# THE PROBLEM:
Go line by line through the records below. Copy whichever lines contain the string "core".

# MATERIAL SHOWN:
= = =

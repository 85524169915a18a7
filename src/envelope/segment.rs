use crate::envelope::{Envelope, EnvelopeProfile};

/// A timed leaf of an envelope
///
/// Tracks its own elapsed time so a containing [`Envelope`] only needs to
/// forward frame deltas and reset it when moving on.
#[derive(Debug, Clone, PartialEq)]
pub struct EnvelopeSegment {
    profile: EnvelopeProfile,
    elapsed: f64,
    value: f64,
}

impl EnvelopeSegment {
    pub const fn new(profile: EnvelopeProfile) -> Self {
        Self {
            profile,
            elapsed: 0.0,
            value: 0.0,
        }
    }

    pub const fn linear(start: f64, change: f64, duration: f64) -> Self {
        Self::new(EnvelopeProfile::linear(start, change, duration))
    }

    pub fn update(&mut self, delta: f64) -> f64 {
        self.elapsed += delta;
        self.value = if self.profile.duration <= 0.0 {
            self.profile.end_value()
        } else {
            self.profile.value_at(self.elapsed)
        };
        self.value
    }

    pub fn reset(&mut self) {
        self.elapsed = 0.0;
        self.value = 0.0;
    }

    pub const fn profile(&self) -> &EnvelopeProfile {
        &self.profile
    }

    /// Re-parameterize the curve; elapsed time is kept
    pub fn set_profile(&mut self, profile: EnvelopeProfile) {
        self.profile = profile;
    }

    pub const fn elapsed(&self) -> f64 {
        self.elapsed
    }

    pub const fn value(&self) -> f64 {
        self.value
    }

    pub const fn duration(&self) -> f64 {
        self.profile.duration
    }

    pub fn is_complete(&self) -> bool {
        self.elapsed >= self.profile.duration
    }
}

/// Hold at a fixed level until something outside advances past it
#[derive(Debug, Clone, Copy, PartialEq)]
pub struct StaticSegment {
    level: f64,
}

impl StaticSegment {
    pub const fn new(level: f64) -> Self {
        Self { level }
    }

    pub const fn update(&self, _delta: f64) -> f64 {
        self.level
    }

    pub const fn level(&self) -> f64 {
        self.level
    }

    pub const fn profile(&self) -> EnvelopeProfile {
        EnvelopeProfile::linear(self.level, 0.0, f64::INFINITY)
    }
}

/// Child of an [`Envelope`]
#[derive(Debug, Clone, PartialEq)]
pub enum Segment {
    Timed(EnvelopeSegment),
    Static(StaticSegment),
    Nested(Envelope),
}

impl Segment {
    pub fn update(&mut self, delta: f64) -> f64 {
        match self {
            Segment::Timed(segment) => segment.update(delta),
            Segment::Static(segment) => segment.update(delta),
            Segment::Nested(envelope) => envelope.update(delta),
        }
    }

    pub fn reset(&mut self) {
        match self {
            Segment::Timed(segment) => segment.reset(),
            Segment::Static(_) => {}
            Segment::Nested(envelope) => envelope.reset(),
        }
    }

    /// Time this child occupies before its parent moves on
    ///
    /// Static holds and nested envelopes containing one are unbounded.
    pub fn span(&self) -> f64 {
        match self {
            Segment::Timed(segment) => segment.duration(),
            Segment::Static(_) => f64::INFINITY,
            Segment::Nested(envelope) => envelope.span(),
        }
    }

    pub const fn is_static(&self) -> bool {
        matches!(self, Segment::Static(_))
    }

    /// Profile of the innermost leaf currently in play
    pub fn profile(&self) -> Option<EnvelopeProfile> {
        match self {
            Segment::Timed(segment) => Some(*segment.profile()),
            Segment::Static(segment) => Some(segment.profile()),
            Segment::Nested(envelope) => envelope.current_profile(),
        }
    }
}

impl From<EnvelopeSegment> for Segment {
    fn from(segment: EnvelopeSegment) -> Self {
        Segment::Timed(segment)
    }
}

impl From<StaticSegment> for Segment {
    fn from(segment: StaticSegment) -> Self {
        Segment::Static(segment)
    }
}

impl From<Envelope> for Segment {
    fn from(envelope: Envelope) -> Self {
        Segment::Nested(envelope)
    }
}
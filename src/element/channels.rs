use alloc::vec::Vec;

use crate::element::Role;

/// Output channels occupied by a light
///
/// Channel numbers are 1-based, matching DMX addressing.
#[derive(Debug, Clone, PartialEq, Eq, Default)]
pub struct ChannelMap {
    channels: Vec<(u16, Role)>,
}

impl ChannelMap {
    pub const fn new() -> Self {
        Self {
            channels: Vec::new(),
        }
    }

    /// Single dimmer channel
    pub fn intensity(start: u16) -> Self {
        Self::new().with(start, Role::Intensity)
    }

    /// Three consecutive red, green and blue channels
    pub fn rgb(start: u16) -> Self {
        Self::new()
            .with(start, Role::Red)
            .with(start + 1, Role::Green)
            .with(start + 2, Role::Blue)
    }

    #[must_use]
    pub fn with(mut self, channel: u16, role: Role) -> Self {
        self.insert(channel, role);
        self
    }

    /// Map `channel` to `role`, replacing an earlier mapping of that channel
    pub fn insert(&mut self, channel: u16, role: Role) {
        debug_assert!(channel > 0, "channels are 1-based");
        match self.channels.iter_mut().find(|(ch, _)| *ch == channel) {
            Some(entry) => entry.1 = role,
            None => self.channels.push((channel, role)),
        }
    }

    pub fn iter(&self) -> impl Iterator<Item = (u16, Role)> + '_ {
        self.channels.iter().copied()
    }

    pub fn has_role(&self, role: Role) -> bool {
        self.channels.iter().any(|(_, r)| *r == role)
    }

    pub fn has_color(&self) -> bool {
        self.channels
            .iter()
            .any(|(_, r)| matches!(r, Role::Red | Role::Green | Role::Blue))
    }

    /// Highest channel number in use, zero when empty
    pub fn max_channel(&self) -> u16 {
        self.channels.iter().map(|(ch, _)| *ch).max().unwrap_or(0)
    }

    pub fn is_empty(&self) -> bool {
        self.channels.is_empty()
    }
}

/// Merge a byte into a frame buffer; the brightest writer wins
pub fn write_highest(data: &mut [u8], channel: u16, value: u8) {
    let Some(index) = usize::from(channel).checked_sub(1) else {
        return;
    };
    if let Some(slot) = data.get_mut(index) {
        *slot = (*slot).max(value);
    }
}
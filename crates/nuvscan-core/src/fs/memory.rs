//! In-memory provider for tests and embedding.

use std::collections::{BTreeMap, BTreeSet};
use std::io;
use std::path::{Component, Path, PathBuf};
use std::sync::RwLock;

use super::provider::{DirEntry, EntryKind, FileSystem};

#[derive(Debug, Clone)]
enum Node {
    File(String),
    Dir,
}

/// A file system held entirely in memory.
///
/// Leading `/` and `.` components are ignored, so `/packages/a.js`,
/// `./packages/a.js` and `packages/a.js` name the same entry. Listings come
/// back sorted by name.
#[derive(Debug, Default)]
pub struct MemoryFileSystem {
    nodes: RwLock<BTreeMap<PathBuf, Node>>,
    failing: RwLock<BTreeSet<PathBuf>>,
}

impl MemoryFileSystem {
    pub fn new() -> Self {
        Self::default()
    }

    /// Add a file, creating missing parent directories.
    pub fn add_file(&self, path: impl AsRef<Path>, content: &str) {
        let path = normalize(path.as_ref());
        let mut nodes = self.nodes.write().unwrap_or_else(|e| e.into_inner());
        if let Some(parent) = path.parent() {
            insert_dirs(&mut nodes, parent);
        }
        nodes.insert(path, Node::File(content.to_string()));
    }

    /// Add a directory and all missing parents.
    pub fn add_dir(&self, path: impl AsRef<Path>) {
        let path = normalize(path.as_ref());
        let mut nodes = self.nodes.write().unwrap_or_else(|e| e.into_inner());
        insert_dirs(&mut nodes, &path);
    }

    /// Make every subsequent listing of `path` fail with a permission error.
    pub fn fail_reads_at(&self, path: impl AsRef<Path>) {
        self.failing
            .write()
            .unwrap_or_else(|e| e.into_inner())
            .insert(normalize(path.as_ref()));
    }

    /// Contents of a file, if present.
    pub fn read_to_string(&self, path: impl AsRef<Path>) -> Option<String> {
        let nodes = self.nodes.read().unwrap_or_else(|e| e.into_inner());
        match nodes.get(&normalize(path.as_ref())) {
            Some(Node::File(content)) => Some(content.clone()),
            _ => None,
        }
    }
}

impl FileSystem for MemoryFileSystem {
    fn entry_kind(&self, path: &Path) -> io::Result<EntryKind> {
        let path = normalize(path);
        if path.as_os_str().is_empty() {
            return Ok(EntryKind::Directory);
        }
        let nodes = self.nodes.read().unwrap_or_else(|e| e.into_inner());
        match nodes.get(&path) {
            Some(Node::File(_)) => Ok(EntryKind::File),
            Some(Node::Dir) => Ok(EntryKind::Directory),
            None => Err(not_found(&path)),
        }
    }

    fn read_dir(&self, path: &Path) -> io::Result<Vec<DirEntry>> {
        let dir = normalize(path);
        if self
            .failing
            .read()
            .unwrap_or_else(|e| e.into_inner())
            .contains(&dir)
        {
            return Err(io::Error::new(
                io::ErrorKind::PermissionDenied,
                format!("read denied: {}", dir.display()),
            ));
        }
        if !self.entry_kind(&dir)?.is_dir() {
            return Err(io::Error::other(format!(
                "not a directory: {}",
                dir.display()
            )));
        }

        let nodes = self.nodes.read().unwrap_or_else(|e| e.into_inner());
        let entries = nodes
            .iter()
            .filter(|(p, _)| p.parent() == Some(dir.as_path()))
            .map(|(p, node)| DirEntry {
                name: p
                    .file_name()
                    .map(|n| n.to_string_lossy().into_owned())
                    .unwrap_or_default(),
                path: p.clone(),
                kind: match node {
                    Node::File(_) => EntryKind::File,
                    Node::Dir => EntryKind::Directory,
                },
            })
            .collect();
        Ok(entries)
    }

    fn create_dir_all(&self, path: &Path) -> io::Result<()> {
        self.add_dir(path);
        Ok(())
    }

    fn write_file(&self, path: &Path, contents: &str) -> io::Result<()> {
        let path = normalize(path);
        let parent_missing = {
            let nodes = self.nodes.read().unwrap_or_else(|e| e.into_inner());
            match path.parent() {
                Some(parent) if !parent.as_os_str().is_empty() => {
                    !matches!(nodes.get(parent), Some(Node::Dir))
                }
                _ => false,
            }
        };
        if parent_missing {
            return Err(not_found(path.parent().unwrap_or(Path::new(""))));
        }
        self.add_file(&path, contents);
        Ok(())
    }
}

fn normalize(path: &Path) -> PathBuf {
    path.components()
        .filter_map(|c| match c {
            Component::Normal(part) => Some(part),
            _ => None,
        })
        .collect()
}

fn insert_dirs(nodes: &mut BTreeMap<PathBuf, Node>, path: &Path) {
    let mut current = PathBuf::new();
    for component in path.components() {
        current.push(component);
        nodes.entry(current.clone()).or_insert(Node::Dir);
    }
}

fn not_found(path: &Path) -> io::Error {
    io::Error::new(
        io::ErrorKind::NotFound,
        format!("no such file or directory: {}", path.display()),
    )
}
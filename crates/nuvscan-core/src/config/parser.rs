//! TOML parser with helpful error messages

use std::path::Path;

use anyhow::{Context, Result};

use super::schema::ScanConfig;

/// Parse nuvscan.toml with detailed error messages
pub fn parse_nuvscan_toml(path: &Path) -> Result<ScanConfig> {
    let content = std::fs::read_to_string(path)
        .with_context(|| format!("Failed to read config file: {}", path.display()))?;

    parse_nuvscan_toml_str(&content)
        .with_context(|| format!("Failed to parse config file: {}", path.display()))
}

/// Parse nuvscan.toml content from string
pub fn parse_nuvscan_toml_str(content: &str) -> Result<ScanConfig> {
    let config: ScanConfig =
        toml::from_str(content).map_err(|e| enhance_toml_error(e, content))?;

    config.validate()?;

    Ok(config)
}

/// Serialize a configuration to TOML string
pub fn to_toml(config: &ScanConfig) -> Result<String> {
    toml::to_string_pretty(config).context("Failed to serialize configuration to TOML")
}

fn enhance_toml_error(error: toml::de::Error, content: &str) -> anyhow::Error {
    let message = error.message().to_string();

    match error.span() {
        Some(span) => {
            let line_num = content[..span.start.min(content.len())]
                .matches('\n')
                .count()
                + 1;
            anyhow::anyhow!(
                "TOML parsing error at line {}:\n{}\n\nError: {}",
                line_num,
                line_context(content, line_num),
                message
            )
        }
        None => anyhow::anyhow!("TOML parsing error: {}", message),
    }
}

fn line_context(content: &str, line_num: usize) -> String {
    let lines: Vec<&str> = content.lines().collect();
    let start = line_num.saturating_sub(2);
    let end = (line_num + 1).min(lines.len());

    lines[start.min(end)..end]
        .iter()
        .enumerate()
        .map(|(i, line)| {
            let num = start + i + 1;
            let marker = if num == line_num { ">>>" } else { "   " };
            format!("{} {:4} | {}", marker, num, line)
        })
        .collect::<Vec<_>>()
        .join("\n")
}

= = =

# RESULT FOR THIS TASK:
filename crates/nuvscan-core/src/fs/memory.rs
filename crates/nuvscan-core/src/config/parser.rs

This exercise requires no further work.